---
title: "Reading mutation results and strengthening tests"
output: rmarkdown::html_vignette
vignette: >
  %\VignetteIndexEntry{Reading mutation results and strengthening tests}
  %\VignetteEngine{knitr::rmarkdown}
  %\VignetteEncoding{UTF-8}
---

```{r, include = FALSE}
knitr::opts_chunk$set(
  collapse = TRUE,
  comment = "#>"
)
source("engine.R")
```

The mutation score is only useful if you know how to read it. This article walks through three real scenarios — one for each operator class — showing what a surviving mutant looks like in the output, what it tells you about your tests, and exactly what to change.

## The output table

Every `muttest::muttest()` run produces a table with one row per mutator/file pair:

| Column | Meaning                                                                                      |
| ------ | -------------------------------------------------------------------------------------------- |
| K      | **Killed** — mutants that caused at least one test to fail. Your tests caught the change.    |
| S      | **Survived** — mutants that passed all tests. Your tests did not notice the change.          |
| E      | **Errors** — mutants that produced a parse or execution error (neither killed nor survived). |
| T      | **Total** — mutants generated for this mutator/file pair.                                    |
| %      | **Score** — `K / (K + S) × 100`.                                                             |

A `✔` row means at least one mutant was killed. An `x` row means every mutant survived — your tests passed unchanged.

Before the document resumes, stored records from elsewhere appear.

//! Cursor wire format.
//!
//! A token is the base64url (no padding) encoding of a JSON array holding
//! one entry per sort key followed by the primary key. For a random sort
//! the array is `[hash(seed, pk), pk]`.

use base64::{engine::general_purpose::URL_SAFE_NO_PAD, Engine as _};
use serde_json::Value as JsonValue;

use super::errors::{CursorError, CursorResult};
use crate::sort::{seeded_hash, SortSpec};
use crate::value::{Value, ValueType};

// Upper bound on untrusted token input
const MAX_TOKEN_LEN: usize = 4096;

/// Boundary values of the last row of a page
#[derive(Debug, Clone, PartialEq)]
pub struct Cursor {
    values: Vec<Option<Value>>,
}

impl Cursor {
    pub fn new(values: Vec<Option<Value>>) -> Self {
        Self { values }
    }

    pub fn values(&self) -> &[Option<Value>] {
        &self.values
    }

    pub fn len(&self) -> usize {
        self.values.len()
    }

    pub fn is_empty(&self) -> bool {
        self.values.is_empty()
    }

    /// The primary-key value, always the last entry
    pub fn primary_key(&self) -> Option<&Value> {
        self.values.last().and_then(Option::as_ref)
    }
}

struct Slot<'a> {
    name: &'a str,
    column: &'a str,
    value_type: ValueType,
    nullable: bool,
}

/// Describes each cursor position for a sort (random marker excluded)
fn slots(spec: &SortSpec) -> Vec<Slot<'_>> {
    spec.keys()
        .iter()
        .chain(std::iter::once(spec.primary_key()))
        .map(|k| Slot {
            name: &k.name,
            column: k.column(),
            value_type: k.value_type,
            nullable: k.nullable,
        })
        .collect()
}

fn read_slot(row: &JsonValue, slot: &Slot<'_>) -> CursorResult<Option<Value>> {
    match row.get(slot.column) {
        None | Some(JsonValue::Null) if slot.nullable => Ok(None),
        None | Some(JsonValue::Null) => Err(CursorError::MissingField {
            key: slot.name.to_string(),
        }),
        Some(field) => Value::from_json(field, slot.value_type)
            .map(Some)
            .ok_or_else(|| CursorError::InvalidField {
                key: slot.name.to_string(),
            }),
    }
}

/// Reads the boundary tuple of a row for the given sort
pub fn extract(row: &JsonValue, spec: &SortSpec) -> CursorResult<Cursor> {
    let slots = slots(spec);
    match spec.random_seed() {
        Some(seed) => {
            let pk_slot = &slots[slots.len() - 1];
            let pk = read_slot(row, pk_slot)?.ok_or_else(|| CursorError::MissingField {
                key: pk_slot.name.to_string(),
            })?;
            Ok(Cursor::new(vec![Some(Value::Int(seeded_hash(seed, &pk))), Some(pk)]))
        }
        None => {
            let values = slots
                .iter()
                .map(|slot| read_slot(row, slot))
                .collect::<CursorResult<Vec<_>>>()?;
            Ok(Cursor::new(values))
        }
    }
}

/// Serializes a cursor into an opaque token
pub fn encode_cursor(cursor: &Cursor) -> String {
    let array: Vec<JsonValue> = cursor
        .values
        .iter()
        .map(|v| v.as_ref().map_or(JsonValue::Null, Value::to_json))
        .collect();
    let json = JsonValue::Array(array).to_string();
    URL_SAFE_NO_PAD.encode(json.as_bytes())
}

/// Encodes the boundary of `row` under `spec`
pub fn encode(row: &JsonValue, spec: &SortSpec) -> CursorResult<String> {
    Ok(encode_cursor(&extract(row, spec)?))
}

/// Decodes a token issued for `spec`.
///
/// Any token that is not exactly the tuple `spec` would produce is
/// `Malformed`: bad base64 or JSON, wrong arity, wrong value types, NULL in
/// a non-nullable slot, or a random marker issued under another seed.
pub fn decode(token: &str, spec: &SortSpec) -> CursorResult<Cursor> {
    if token.is_empty() {
        return Err(CursorError::malformed("empty token"));
    }
    if token.len() > MAX_TOKEN_LEN {
        return Err(CursorError::malformed(format!(
            "token exceeds {} characters",
            MAX_TOKEN_LEN
        )));
    }
    let bytes = URL_SAFE_NO_PAD
        .decode(token)
        .map_err(|_| CursorError::malformed("token is not base64url"))?;
    let array: Vec<JsonValue> = serde_json::from_slice(&bytes)
        .map_err(|_| CursorError::malformed("token does not hold a JSON array"))?;

    if array.len() != spec.cursor_arity() {
        return Err(CursorError::malformed(format!(
            "expected {} values, found {}",
            spec.cursor_arity(),
            array.len()
        )));
    }

    let slots = slots(spec);
    match spec.random_seed() {
        Some(seed) => {
            let marker = decode_value(&array[0], "random", ValueType::Int, false)?;
            let pk_slot = &slots[slots.len() - 1];
            let pk = decode_value(&array[1], pk_slot.name, pk_slot.value_type, false)?;
            if let (Some(Value::Int(marker)), Some(pk)) = (&marker, &pk) {
                if *marker != seeded_hash(seed, pk) {
                    return Err(CursorError::malformed(
                        "cursor was issued for a different random seed",
                    ));
                }
            }
            Ok(Cursor::new(vec![marker, pk]))
        }
        None => {
            let values = array
                .iter()
                .zip(slots.iter())
                .map(|(json, slot)| decode_value(json, slot.name, slot.value_type, slot.nullable))
                .collect::<CursorResult<Vec<_>>>()?;
            Ok(Cursor::new(values))
        }
    }
}

fn decode_value(
    json: &JsonValue,
    name: &str,
    value_type: ValueType,
    nullable: bool,
) -> CursorResult<Option<Value>> {
    if json.is_null() {
        if nullable {
            return Ok(None);
        }
        return Err(CursorError::malformed(format!("'{}' cannot be null", name)));
    }
    Value::from_json(json, value_type)
        .map(Some)
        .ok_or_else(|| CursorError::malformed(format!("'{}' is not a valid {}", name, value_type)))
}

## What the score tells you

| Score | Signal                                                                                   |
| ----- | ---------------------------------------------------------------------------------------- |
| 0%    | Your assertions do not constrain the outcome. Tests pass no matter what.                 |
| 1–99% | Some cases are well-tested; others are not. The survivors point at the gaps.             |
| 100%  | Every generated mutant was caught. Your tests are robust against these specific changes. |

A 100% score does not mean there are no bugs — it means there are no untested bugs *of the kinds the mutators probe*. Start with the survivors; they are the actionable signal.

---

```{muttest_examples}
shipping, mad, access # nolint
```

---

## Summary: three patterns, three fixes

| Surviving mutant        | Root cause                                 | Fix                                                                       |
| ----------------------- | ------------------------------------------ | ------------------------------------------------------------------------- |
| Comparison (`>=` → `>`) | Boundary value never tested                | Add a test that passes the exact threshold value                          |
| Arithmetic (`-` → `+`)  | Assertion checks direction, not value      | Replace `expect_gt/gte` with `expect_equal` and a computed expected value |
| Logical (`\|\|` → `&&`) | Symmetric inputs (both true or both false) | Add a test with asymmetric inputs (one true, one false)                   |

The feedback loop is:

1. Run muttest
2. Find survivors
3. Strengthen tests
4. Repeat

Start with one file and one mutator preset. Look at what survives. The survivor names the exact mutant that your tests cannot distinguish — that is your actionable signal.